Without a doubt, Wolf's study of objects as moving and formative in the rise of prevailing world power was a radical departure from "situated" anthropology and the isolated empirical engagement of cultural objects. His work takes an important stand against ascribing the exceptionalism of modern nation states backwards through time as an acceptable constraint on historical inquiry. He thus separates himself from the study of "Dutch capitalism" or "Italian mercantilism" and instead presents a vision of connected communities and urban centers. In important ways, he upsets the claim that contemporary geopolitical and cultural divisions make on nature, a fallacy that prevailed across disciplines and credible discourses for centuries. Wolf rocks this boat. Surely, after reading this work, one is less comfortable with terms like "English feudalism."
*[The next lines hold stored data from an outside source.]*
use chrono::{DateTime, Utc};
use serde::{Deserialize, Serialize};

/// Broad category of a telemetry item.
#[derive(Debug, Clone, Copy, PartialEq, Eq, Hash, Serialize, Deserialize)]
#[serde(rename_all = "kebab-case")]
pub enum TelemetryKind {
    Request,
    Dependency,
    Event,
    Exception,
    Trace,
    PageView,
    Availability,
    Metric,
}

impl TelemetryKind {
    /// Pre-aggregated metrics already represent every observation and are never sampled.
    pub fn supports_sampling(self) -> bool {
        !matches!(self, TelemetryKind::Metric)
    }

    pub fn as_str(self) -> &'static str {
        match self {
            TelemetryKind::Request => "request",
            TelemetryKind::Dependency => "dependency",
            TelemetryKind::Event => "event",
            TelemetryKind::Exception => "exception",
            TelemetryKind::Trace => "trace",
            TelemetryKind::PageView => "page-view",
            TelemetryKind::Availability => "availability",
            TelemetryKind::Metric => "metric",
        }
    }
}

impl std::fmt::Display for TelemetryKind {
    fn fmt(&self, f: &mut std::fmt::Formatter<'_>) -> std::fmt::Result {
        f.write_str(self.as_str())
    }
}

/// A single unit of telemetry produced by the instrumented process.
///
/// The payload itself is opaque to the pipeline; only the correlation
/// identifiers are inspected (by sampling) and the sampling percentage is
/// stamped onto items that survive sampling.
#[derive(Debug, Clone, PartialEq, Serialize, Deserialize)]
pub struct TelemetryItem {
    pub kind: TelemetryKind,
    pub name: String,
    pub time: DateTime<Utc>,
    #[serde(default, skip_serializing_if = "Option::is_none")]
    pub user_id: Option<String>,
    #[serde(default, skip_serializing_if = "Option::is_none")]
    pub operation_id: Option<String>,
    #[serde(default, skip_serializing_if = "Option::is_none")]
    pub sampling_percentage: Option<f64>,
    #[serde(default, skip_serializing_if = "serde_json::Value::is_null")]
    pub data: serde_json::Value,
}

impl TelemetryItem {
    pub fn new(kind: TelemetryKind, name: impl Into<String>) -> Self {
        Self {
            kind,
            name: name.into(),
            time: Utc::now(),
            user_id: None,
            operation_id: None,
            sampling_percentage: None,
            data: serde_json::Value::Null,
        }
    }

    pub fn with_user_id(mut self, user_id: impl Into<String>) -> Self {
        self.user_id = Some(user_id.into());
        self
    }

    pub fn with_operation_id(mut self, operation_id: impl Into<String>) -> Self {
        self.operation_id = Some(operation_id.into());
        self
    }

    pub fn with_data(mut self, data: serde_json::Value) -> Self {
        self.data = data;
        self
    }
}

/// A stage of the telemetry processing chain.
///
/// Implementations must return quickly: the caller is a host application
/// thread and is never blocked on network or disk work.
pub trait TelemetryProcessor: Send + Sync {
    fn process(&self, item: TelemetryItem);
}

impl<T: TelemetryProcessor + ?Sized> TelemetryProcessor for std::sync::Arc<T> {
    fn process(&self, item: TelemetryItem) {
        (**self).process(item)
    }
}
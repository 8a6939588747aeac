use thiserror::Error;

#[derive(Debug, Error)]
pub enum ChannelError {
    #[error("invalid argument `{name}`: {reason}")]
    InvalidArgument { name: &'static str, reason: String },

    #[error("configuration error: {0}")]
    Config(#[from] toml::de::Error),

    #[error("io error: {0}")]
    Io(#[from] std::io::Error),

    #[error("failed building transport: {0}")]
    Transport(#[from] crate::transmission::TransportError),
}

impl ChannelError {
    pub(crate) fn invalid_argument(name: &'static str, reason: impl Into<String>) -> Self {
        ChannelError::InvalidArgument {
            name,
            reason: reason.into(),
        }
    }
}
However, this work does not trouble the claim that capitalism makes on nature because that claim is rooted in a very specific and historically modern reification of the liberal individual. Capitalism constructs the individual qua reason, a mind without a body and a rational actor whose flow is enabled, diverted, reversed, or stopped by resource and object politics. I remain unconvinced that history is quite so simple as changing the levers of human functionalism so articulated. While it is impressive (if not decentering) to document the history and rise of Europe as contingent on global object politics involving diverse peoples - - and the author openly admits that there is great and varied cultural context in each of the areas he connects - - somehow I also saw the "people without history" as the majority of human beings entangled in the wide net of capitalism's reductionism of the individual. I am not convinced that "the migrant's position is determined not so much by the migrant or his culture as by the structure of the situation in which he finds himself" (362). While this is true of physical location and perhaps even economic endeavor, this reduction of positionality is a modern phenomenon of capital. Is there a better interpretive?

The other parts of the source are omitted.